YOUR TASK: Go through the entries below and count the lines where the word "QAgentConfig" appears; give only the count.

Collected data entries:
····················

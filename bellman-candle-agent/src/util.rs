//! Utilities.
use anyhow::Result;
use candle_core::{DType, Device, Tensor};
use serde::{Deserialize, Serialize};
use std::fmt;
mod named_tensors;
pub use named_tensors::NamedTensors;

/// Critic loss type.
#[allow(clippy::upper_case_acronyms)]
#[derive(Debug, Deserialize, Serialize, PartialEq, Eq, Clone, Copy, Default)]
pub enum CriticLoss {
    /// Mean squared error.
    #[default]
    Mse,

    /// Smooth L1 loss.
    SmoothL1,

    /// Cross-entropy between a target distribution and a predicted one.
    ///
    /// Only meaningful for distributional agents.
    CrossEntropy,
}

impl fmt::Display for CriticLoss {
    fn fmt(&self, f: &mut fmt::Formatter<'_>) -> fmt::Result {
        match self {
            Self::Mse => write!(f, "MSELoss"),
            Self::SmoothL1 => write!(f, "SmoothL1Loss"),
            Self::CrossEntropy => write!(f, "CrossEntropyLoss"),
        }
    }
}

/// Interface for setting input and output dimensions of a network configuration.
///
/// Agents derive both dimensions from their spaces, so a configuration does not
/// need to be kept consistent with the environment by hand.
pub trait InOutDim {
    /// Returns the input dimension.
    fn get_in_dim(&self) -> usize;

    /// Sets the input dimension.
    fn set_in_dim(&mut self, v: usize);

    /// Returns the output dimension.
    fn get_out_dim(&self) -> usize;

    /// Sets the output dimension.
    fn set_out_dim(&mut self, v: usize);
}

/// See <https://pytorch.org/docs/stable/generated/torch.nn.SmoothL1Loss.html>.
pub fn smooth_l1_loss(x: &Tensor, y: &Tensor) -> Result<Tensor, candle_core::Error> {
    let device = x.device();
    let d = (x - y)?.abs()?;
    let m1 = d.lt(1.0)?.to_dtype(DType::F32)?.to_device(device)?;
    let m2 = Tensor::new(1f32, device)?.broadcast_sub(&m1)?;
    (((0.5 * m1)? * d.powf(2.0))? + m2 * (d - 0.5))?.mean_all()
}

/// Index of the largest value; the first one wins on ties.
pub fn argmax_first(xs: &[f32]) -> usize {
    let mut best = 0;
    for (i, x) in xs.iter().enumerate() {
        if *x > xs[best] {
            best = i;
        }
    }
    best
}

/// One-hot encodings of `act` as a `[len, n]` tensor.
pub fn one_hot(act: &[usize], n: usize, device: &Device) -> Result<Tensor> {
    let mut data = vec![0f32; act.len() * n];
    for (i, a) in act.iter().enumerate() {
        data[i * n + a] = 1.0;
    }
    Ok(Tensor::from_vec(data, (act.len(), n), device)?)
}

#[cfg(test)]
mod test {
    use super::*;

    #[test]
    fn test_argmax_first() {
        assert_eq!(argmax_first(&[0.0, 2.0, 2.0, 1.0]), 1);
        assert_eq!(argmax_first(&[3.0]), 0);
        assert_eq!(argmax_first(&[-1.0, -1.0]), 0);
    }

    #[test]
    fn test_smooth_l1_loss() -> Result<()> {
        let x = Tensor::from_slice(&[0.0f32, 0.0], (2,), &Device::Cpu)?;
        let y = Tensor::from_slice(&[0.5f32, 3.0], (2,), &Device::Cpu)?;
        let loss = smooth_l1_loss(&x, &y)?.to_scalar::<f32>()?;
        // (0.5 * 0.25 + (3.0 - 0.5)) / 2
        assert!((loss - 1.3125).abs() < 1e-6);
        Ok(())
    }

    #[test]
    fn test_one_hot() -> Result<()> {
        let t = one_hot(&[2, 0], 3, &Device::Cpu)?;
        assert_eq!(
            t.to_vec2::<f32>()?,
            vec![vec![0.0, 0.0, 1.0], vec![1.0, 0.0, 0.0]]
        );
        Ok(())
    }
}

····················

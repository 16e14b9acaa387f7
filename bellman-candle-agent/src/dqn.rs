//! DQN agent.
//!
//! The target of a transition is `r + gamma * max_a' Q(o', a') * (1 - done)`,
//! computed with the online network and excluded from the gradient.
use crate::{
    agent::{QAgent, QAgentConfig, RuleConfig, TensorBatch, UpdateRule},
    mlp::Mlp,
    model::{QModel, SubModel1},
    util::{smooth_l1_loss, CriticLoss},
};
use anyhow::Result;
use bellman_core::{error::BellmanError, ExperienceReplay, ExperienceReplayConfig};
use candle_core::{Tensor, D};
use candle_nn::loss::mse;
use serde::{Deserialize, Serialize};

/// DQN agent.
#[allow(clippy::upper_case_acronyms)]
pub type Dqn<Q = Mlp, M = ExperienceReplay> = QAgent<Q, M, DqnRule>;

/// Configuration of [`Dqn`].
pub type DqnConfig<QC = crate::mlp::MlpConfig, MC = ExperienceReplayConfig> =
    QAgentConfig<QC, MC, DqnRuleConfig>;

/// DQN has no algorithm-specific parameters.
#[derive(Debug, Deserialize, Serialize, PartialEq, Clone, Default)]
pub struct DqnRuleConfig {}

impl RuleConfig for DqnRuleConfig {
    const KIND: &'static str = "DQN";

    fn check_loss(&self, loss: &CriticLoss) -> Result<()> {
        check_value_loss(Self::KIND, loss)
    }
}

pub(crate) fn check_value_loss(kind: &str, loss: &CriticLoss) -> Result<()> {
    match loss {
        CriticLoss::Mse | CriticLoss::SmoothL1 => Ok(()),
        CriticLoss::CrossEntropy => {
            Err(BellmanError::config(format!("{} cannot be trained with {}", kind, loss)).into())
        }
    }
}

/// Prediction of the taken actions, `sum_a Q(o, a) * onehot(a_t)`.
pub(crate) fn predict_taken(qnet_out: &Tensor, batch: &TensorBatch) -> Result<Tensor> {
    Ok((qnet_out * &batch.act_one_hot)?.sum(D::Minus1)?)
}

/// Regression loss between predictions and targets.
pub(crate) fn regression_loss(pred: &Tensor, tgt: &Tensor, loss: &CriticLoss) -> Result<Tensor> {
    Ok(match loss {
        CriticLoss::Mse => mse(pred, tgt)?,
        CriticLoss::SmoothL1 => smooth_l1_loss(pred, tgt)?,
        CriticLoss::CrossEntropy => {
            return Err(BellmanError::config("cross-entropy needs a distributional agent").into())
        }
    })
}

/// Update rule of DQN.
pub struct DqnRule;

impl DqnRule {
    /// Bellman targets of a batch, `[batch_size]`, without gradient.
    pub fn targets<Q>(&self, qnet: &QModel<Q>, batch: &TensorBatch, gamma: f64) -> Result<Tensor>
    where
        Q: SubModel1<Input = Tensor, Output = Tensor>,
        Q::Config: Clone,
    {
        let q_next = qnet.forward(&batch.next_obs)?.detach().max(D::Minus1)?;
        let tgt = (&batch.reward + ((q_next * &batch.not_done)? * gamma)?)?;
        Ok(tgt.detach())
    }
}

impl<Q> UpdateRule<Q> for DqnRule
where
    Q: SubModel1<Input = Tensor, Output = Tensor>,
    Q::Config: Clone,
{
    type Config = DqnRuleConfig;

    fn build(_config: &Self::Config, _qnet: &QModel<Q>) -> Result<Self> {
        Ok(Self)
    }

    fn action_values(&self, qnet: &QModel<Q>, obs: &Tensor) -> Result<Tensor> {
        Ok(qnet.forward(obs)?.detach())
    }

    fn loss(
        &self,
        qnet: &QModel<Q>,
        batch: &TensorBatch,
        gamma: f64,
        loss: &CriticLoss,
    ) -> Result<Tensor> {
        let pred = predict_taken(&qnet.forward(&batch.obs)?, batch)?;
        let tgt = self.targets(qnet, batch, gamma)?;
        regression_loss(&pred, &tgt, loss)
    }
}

····················

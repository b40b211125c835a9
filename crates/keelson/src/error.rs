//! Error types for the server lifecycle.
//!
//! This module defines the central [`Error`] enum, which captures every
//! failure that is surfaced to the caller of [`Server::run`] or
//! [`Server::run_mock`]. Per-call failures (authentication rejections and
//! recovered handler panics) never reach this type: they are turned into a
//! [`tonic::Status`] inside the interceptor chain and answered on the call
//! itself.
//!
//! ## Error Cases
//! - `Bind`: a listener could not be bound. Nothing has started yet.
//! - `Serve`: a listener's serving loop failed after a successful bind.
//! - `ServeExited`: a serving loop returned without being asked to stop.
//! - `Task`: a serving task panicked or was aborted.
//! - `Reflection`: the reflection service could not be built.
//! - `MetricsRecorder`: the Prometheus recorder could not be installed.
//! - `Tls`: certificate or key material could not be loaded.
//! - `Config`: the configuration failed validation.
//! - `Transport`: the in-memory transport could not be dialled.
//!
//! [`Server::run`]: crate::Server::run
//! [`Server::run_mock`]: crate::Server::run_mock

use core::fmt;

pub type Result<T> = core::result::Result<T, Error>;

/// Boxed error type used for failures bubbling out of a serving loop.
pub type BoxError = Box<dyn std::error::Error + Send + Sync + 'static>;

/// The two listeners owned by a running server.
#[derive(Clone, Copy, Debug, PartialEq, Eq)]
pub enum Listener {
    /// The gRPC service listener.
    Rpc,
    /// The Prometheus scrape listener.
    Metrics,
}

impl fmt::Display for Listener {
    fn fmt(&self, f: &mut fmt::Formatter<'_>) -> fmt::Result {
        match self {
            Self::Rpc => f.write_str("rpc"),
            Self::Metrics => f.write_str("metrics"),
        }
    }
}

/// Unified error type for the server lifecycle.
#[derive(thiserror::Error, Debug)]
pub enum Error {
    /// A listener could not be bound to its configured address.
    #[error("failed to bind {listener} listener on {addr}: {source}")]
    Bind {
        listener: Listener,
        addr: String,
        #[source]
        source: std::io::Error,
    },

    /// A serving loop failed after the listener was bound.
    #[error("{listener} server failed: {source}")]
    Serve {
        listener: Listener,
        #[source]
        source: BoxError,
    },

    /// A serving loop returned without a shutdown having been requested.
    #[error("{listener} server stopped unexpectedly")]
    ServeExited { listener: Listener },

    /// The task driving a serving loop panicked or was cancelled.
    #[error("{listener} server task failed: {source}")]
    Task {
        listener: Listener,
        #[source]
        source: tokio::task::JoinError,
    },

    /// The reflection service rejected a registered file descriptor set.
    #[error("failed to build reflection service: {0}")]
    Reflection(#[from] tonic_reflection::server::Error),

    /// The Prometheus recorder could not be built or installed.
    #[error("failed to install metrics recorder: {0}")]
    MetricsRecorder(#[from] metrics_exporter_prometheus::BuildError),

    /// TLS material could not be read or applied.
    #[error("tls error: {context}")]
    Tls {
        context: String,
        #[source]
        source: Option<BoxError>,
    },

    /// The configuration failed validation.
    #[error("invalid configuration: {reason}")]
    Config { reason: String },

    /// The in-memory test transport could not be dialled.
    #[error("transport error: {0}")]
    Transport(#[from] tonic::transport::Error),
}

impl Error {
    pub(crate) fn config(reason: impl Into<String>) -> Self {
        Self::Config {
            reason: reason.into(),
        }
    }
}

····················

EXPECTED ANSWER: 2